◆ Work task ◆
Check every line of the data for the word "CommandProcessor", and copy those that have it.

(Collected data)
★ ★ ★ ★
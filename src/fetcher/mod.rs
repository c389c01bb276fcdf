pub mod http_fetcher;
pub mod parallel;

use async_trait::async_trait;

use crate::app::Result;

pub use http_fetcher::HttpFetcher;
pub use parallel::ParallelFetcher;

#[async_trait]
pub trait Fetcher {
    /// Retrieve the raw feed document at `url`.
    async fn fetch(&self, url: &str) -> Result<Vec<u8>>;
}
use std::process::ExitCode;

use clap::error::ErrorKind;
use clap::Parser;
use tokio_util::sync::CancellationToken;
use tracing::{error, info, warn};
use tracing_subscriber::{fmt, prelude::*, EnvFilter};

use rss_relay::app::AppContext;
use rss_relay::commands::CommandProcessor;
use rss_relay::config::{format_interval, Config};
use rss_relay::listener::Listener;
use rss_relay::scheduler::Poller;

#[tokio::main]
async fn main() -> anyhow::Result<ExitCode> {
    // A missing .env file is fine; the environment may already be set
    let _ = dotenvy::dotenv();

    tracing_subscriber::registry()
        .with(fmt::layer())
        .with(EnvFilter::try_from_default_env().unwrap_or_else(|_| EnvFilter::new("info")))
        .init();

    let config = match Config::try_parse() {
        Ok(config) => config,
        Err(e) if matches!(e.kind(), ErrorKind::DisplayHelp | ErrorKind::DisplayVersion) => e.exit(),
        Err(e) => {
            error!("Invalid configuration: {}", e);
            return Ok(ExitCode::from(2));
        }
    };

    let ctx = match AppContext::new(&config) {
        Ok(ctx) => ctx,
        Err(e) => {
            error!(error = %e, "Startup failed");
            return Ok(ExitCode::FAILURE);
        }
    };

    match ctx.telegram.get_me().await {
        Ok(me) => info!(
            "Start receiving updates for {}",
            me.username.as_deref().unwrap_or("No username")
        ),
        Err(e) => warn!(error = %e, "Could not reach Telegram, continuing"),
    }

    info!(
        feeds = ctx.store.len()?,
        chat = %config.chat_id,
        delay = %format_interval(config.delay),
        "rss-relay started"
    );

    let cancel = CancellationToken::new();

    let poller = Poller::new(&ctx, config.delay());
    let poller_cancel = cancel.clone();
    let poller_handle = tokio::spawn(async move { poller.run(poller_cancel).await });

    let processor = CommandProcessor::new(ctx.store.clone(), config.chat_id.clone(), config.delay);
    let listener = Listener::new(ctx.telegram.clone(), processor, config.long_poll());
    let listener_cancel = cancel.clone();
    let listener_handle = tokio::spawn(async move { listener.run(listener_cancel).await });

    shutdown_signal().await;
    info!("Shutting down...");
    cancel.cancel();

    let (poller_result, listener_result) = tokio::join!(poller_handle, listener_handle);
    poller_result?;
    listener_result?;

    ctx.store.flush()?;
    info!("rss-relay stopped");

    Ok(ExitCode::SUCCESS)
}

async fn shutdown_signal() {
    #[cfg(unix)]
    {
        use tokio::signal::unix::{signal, SignalKind};

        match (signal(SignalKind::terminate()), signal(SignalKind::interrupt())) {
            (Ok(mut sigterm), Ok(mut sigint)) => {
                tokio::select! {
                    _ = sigterm.recv() => {},
                    _ = sigint.recv() => {},
                }
            }
            _ => {
                warn!("Failed to install signal handlers, falling back to Ctrl-C");
                let _ = tokio::signal::ctrl_c().await;
            }
        }
    }

    #[cfg(not(unix))]
    {
        let _ = tokio::signal::ctrl_c().await;
    }
}
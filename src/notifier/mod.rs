use std::sync::{Arc, LazyLock};

use async_trait::async_trait;
use html_escape::{decode_html_entities, encode_text};
use regex::Regex;

use crate::app::Result;
use crate::domain::Item;
use crate::telegram::{ParseMode, TelegramClient};

/// Telegram rejects longer messages, counted after entity parsing.
pub const MAX_MESSAGE_CHARS: usize = 4096;

pub const MAX_TITLE_CHARS: usize = 256;
pub const MAX_DESCRIPTION_CHARS: usize = 3000;
pub const MAX_LINK_CHARS: usize = 512;

const _: () = assert!(MAX_TITLE_CHARS + MAX_DESCRIPTION_CHARS + MAX_LINK_CHARS + 8 <= MAX_MESSAGE_CHARS);

static TAG: LazyLock<Regex> =
    LazyLock::new(|| Regex::new(r"(?s)<.*?>").expect("tag pattern is valid"));

#[async_trait]
pub trait Notifier {
    async fn deliver(&self, item: &Item) -> Result<()>;
}

/// Remove markup tags and decode entities, leaving plain text.
///
/// This is a pattern pass, not an HTML parser.
pub fn strip_html(input: &str) -> String {
    let without_tags = TAG.replace_all(input, "");
    decode_html_entities(&without_tags).trim().to_string()
}

fn truncate(text: String, max_chars: usize) -> String {
    match text.char_indices().nth(max_chars) {
        Some((cut, _)) => format!("{}…", &text[..cut]),
        None => text,
    }
}

/// Render an item as Telegram HTML: bold title, then description, then link.
pub fn render(item: &Item) -> String {
    let title = truncate(strip_html(&item.title), MAX_TITLE_CHARS);
    let description = truncate(strip_html(&item.description), MAX_DESCRIPTION_CHARS);
    let link = truncate(strip_html(&item.link), MAX_LINK_CHARS);

    format!(
        "<b>{}</b>\n{}\n{}",
        encode_text(&title),
        encode_text(&description),
        encode_text(&link)
    )
}

/// Posts items to a single chat.
pub struct ChatNotifier {
    client: Arc<TelegramClient>,
    chat_id: String,
}

impl ChatNotifier {
    pub fn new(client: Arc<TelegramClient>, chat_id: impl Into<String>) -> Self {
        Self {
            client,
            chat_id: chat_id.into(),
        }
    }
}

#[async_trait]
impl Notifier for ChatNotifier {
    async fn deliver(&self, item: &Item) -> Result<()> {
        self.client
            .send_message(&self.chat_id, &render(item), Some(ParseMode::Html))
            .await?;
        Ok(())
    }
}
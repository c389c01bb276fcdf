#![allow(dead_code)]

use std::collections::HashMap;
use std::sync::atomic::{AtomicUsize, Ordering};
use std::sync::{Arc, Mutex};
use std::time::Duration;

use async_trait::async_trait;
use chrono::{DateTime, TimeZone, Utc};

use rss_relay::app::{RelayError, Result};
use rss_relay::domain::{Feed, Item};
use rss_relay::fetcher::{Fetcher, ParallelFetcher};
use rss_relay::normalizer::Normalizer;
use rss_relay::notifier::Notifier;
use rss_relay::scheduler::Poller;
use rss_relay::store::{FeedStore, MemorySnapshot, Persistence};

pub fn at(hour: u32) -> DateTime<Utc> {
    Utc.with_ymd_and_hms(2024, 6, 1, hour, 0, 0).unwrap()
}

pub fn feed(identifier: &str, address: &str, watermark: DateTime<Utc>) -> Feed {
    let mut feed = Feed::named(identifier.into(), address.into());
    feed.watermark = watermark;
    feed
}

/// An RSS 2.0 document with one item per `(title, published)` pair.
pub fn rss(items: &[(&str, DateTime<Utc>)]) -> String {
    let mut xml = String::from(
        r#"<?xml version="1.0" encoding="UTF-8"?><rss version="2.0"><channel><title>Test</title>"#,
    );
    for (title, published) in items {
        xml.push_str(&format!(
            "<item><title>{t}</title><link>https://example.com/{t}</link>\
             <description>&lt;p&gt;{t} body&lt;/p&gt;</description>\
             <pubDate>{d}</pubDate></item>",
            t = title,
            d = published.to_rfc2822()
        ));
    }
    xml.push_str("</channel></rss>");
    xml
}

enum Response {
    Body(String),
    Fail(String),
}

/// Serves canned documents by URL.
#[derive(Default)]
pub struct StubFetcher {
    responses: Mutex<HashMap<String, Response>>,
    delay: Option<Duration>,
    pub calls: AtomicUsize,
}

impl StubFetcher {
    pub fn with_delay(delay: Duration) -> Self {
        Self {
            delay: Some(delay),
            ..Self::default()
        }
    }

    pub fn serve(&self, url: &str, body: String) {
        self.responses
            .lock()
            .unwrap()
            .insert(url.to_string(), Response::Body(body));
    }

    pub fn fail(&self, url: &str, reason: &str) {
        self.responses
            .lock()
            .unwrap()
            .insert(url.to_string(), Response::Fail(reason.to_string()));
    }
}

#[async_trait]
impl Fetcher for StubFetcher {
    async fn fetch(&self, url: &str) -> Result<Vec<u8>> {
        self.calls.fetch_add(1, Ordering::SeqCst);
        if let Some(delay) = self.delay {
            tokio::time::sleep(delay).await;
        }

        match self.responses.lock().unwrap().get(url) {
            Some(Response::Body(body)) => Ok(body.clone().into_bytes()),
            Some(Response::Fail(reason)) => Err(RelayError::Transport(reason.clone())),
            None => Err(RelayError::Transport(format!("no route to {}", url))),
        }
    }
}

/// Records delivered items; fails for titles listed in `fail_titles`.
#[derive(Default)]
pub struct RecordingNotifier {
    sent: Mutex<Vec<Item>>,
    fail_titles: Mutex<Vec<String>>,
}

impl RecordingNotifier {
    pub fn fail_on(&self, title: &str) {
        self.fail_titles.lock().unwrap().push(title.to_string());
    }

    pub fn recover(&self) {
        self.fail_titles.lock().unwrap().clear();
    }

    pub fn titles(&self) -> Vec<String> {
        self.sent.lock().unwrap().iter().map(|i| i.title.clone()).collect()
    }
}

#[async_trait]
impl Notifier for RecordingNotifier {
    async fn deliver(&self, item: &Item) -> Result<()> {
        if self.fail_titles.lock().unwrap().contains(&item.title) {
            return Err(RelayError::Transport("channel unavailable".into()));
        }
        self.sent.lock().unwrap().push(item.clone());
        Ok(())
    }
}

/// Memory-backed persistence that counts saves.
#[derive(Default)]
pub struct CountingSnapshot {
    inner: MemorySnapshot,
    saves: AtomicUsize,
}

impl CountingSnapshot {
    pub fn saves(&self) -> usize {
        self.saves.load(Ordering::SeqCst)
    }

    pub fn saved(&self) -> Vec<Feed> {
        self.inner.saved().unwrap_or_default()
    }
}

impl Persistence for CountingSnapshot {
    fn load(&self) -> Result<Vec<Feed>> {
        self.inner.load()
    }

    fn save(&self, feeds: &[Feed]) -> Result<()> {
        self.saves.fetch_add(1, Ordering::SeqCst);
        self.inner.save(feeds)
    }
}

pub struct Harness {
    pub store: Arc<FeedStore>,
    pub snapshot: Arc<CountingSnapshot>,
    pub fetcher: Arc<StubFetcher>,
    pub notifier: Arc<RecordingNotifier>,
    pub poller: Poller,
}

impl Harness {
    pub fn new(fetcher: StubFetcher) -> Self {
        let snapshot = Arc::new(CountingSnapshot::default());
        let store = Arc::new(FeedStore::open(snapshot.clone()).unwrap());
        let fetcher = Arc::new(fetcher);
        let notifier = Arc::new(RecordingNotifier::default());

        let poller = Poller::with_parts(
            store.clone(),
            ParallelFetcher::with_workers(fetcher.clone(), 4),
            Normalizer::new(),
            notifier.clone(),
            Duration::from_secs(3600),
        );

        Self {
            store,
            snapshot,
            fetcher,
            notifier,
            poller,
        }
    }

    /// Add a feed and reset the save counter so tests only see poll saves.
    pub fn watch(&self, feed: Feed) {
        self.store.add(feed).unwrap();
        self.snapshot.saves.store(0, Ordering::SeqCst);
    }

    pub fn watermark(&self, identifier: &str) -> DateTime<Utc> {
        self.store.get(identifier).unwrap().unwrap().watermark
    }
}
//! Minimal Telegram Bot API client: enough to receive commands and post
//! notifications.

use std::time::Duration;

use reqwest::Client;
use serde::de::DeserializeOwned;
use serde::{Deserialize, Serialize};

use crate::app::{RelayError, Result};

pub const DEFAULT_API_URL: &str = "https://api.telegram.org";
pub const DEFAULT_SEND_TIMEOUT: Duration = Duration::from_secs(10);

/// Extra time allowed on top of the server-side long poll.
const LONG_POLL_MARGIN: Duration = Duration::from_secs(10);

#[derive(Debug, Clone, Copy, PartialEq, Eq, Serialize)]
pub enum ParseMode {
    #[serde(rename = "HTML")]
    Html,
}

#[derive(Debug, Clone, Deserialize)]
pub struct User {
    pub id: i64,
    pub username: Option<String>,
}

#[derive(Debug, Clone, Deserialize)]
pub struct Chat {
    pub id: i64,
}

#[derive(Debug, Clone, Deserialize)]
pub struct Message {
    pub message_id: i64,
    pub chat: Chat,
    pub from: Option<User>,
    pub text: Option<String>,
}

#[derive(Debug, Clone, Deserialize)]
pub struct Update {
    pub update_id: i64,
    pub message: Option<Message>,
}

#[derive(Debug, Deserialize)]
struct ApiResponse<T> {
    ok: bool,
    result: Option<T>,
    description: Option<String>,
}

#[derive(Serialize)]
struct SendMessage<'a> {
    chat_id: &'a str,
    text: &'a str,
    #[serde(skip_serializing_if = "Option::is_none")]
    parse_mode: Option<ParseMode>,
}

#[derive(Serialize)]
struct GetUpdates {
    offset: i64,
    timeout: u64,
    allowed_updates: [&'static str; 1],
}

pub struct TelegramClient {
    client: Client,
    base_url: String,
}

impl TelegramClient {
    pub fn with_api_url(api_url: &str, token: &str, timeout: Duration) -> Result<Self> {
        let client = Client::builder()
            .timeout(timeout)
            .user_agent(concat!("rss-relay/", env!("CARGO_PKG_VERSION")))
            .build()?;

        Ok(Self {
            client,
            base_url: format!("{}/bot{}", api_url.trim_end_matches('/'), token),
        })
    }

    pub async fn get_me(&self) -> Result<User> {
        self.call("getMe", &serde_json::json!({}), None).await
    }

    /// Long-poll for updates with `update_id >= offset`.
    pub async fn get_updates(&self, offset: i64, long_poll: Duration) -> Result<Vec<Update>> {
        let request = GetUpdates {
            offset,
            timeout: long_poll.as_secs(),
            allowed_updates: ["message"],
        };
        self.call("getUpdates", &request, Some(long_poll + LONG_POLL_MARGIN))
            .await
    }

    pub async fn send_message(
        &self,
        chat_id: &str,
        text: &str,
        parse_mode: Option<ParseMode>,
    ) -> Result<Message> {
        let request = SendMessage {
            chat_id,
            text,
            parse_mode,
        };
        self.call("sendMessage", &request, None).await
    }

    async fn call<B, T>(&self, method: &str, body: &B, timeout: Option<Duration>) -> Result<T>
    where
        B: Serialize + ?Sized,
        T: DeserializeOwned,
    {
        let mut request = self
            .client
            .post(format!("{}/{}", self.base_url, method))
            .json(body);
        if let Some(timeout) = timeout {
            request = request.timeout(timeout);
        }

        let response = request.send().await?;
        let status = response.status();
        let reply: ApiResponse<T> = response.json().await?;

        if !reply.ok {
            return Err(RelayError::Transport(format!(
                "{} failed ({}): {}",
                method,
                status,
                reply.description.unwrap_or_else(|| "no description".into())
            )));
        }

        reply
            .result
            .ok_or_else(|| RelayError::Transport(format!("{} returned no result", method)))
    }
}
use std::sync::Arc;

use tokio::sync::Semaphore;
use tokio::task::JoinSet;

use crate::app::{RelayError, Result};
use crate::domain::Feed;
use crate::fetcher::Fetcher;

pub const DEFAULT_WORKERS: usize = 10;

/// Fetches many feeds at once, at most `workers` in flight.
#[derive(Clone)]
pub struct ParallelFetcher {
    fetcher: Arc<dyn Fetcher + Send + Sync>,
    semaphore: Arc<Semaphore>,
}

impl ParallelFetcher {
    pub fn with_workers(fetcher: Arc<dyn Fetcher + Send + Sync>, workers: usize) -> Self {
        Self {
            fetcher,
            semaphore: Arc::new(Semaphore::new(workers.max(1))),
        }
    }

    /// Fetch every feed. Results are returned in the order of `feeds`.
    ///
    /// Dropping the returned future aborts every fetch still in flight.
    pub async fn fetch_all(&self, feeds: Vec<Feed>) -> Vec<(Feed, Result<Vec<u8>>)> {
        let mut tasks = JoinSet::new();

        for (index, feed) in feeds.iter().enumerate() {
            let fetcher = self.fetcher.clone();
            let semaphore = self.semaphore.clone();
            let url = feed.address.clone();

            tasks.spawn(async move {
                let result = match semaphore.acquire().await {
                    Ok(_permit) => fetcher.fetch(&url).await,
                    Err(e) => Err(RelayError::Other(e.to_string())),
                };
                (index, result)
            });
        }

        let mut slots: Vec<Option<Result<Vec<u8>>>> = feeds.iter().map(|_| None).collect();
        while let Some(joined) = tasks.join_next().await {
            match joined {
                Ok((index, result)) => slots[index] = Some(result),
                Err(e) => tracing::error!("Fetch task join error: {}", e),
            }
        }

        feeds
            .into_iter()
            .zip(slots)
            .map(|(feed, slot)| {
                let result = slot
                    .unwrap_or_else(|| Err(RelayError::Other("Fetch task failed".to_string())));
                (feed, result)
            })
            .collect()
    }
}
★ ★ ★ ★
◆ Output of the exercise ◆
use rss_relay::commands::CommandProcessor;
    let processor = CommandProcessor::new(ctx.store.clone(), config.chat_id.clone(), config.delay);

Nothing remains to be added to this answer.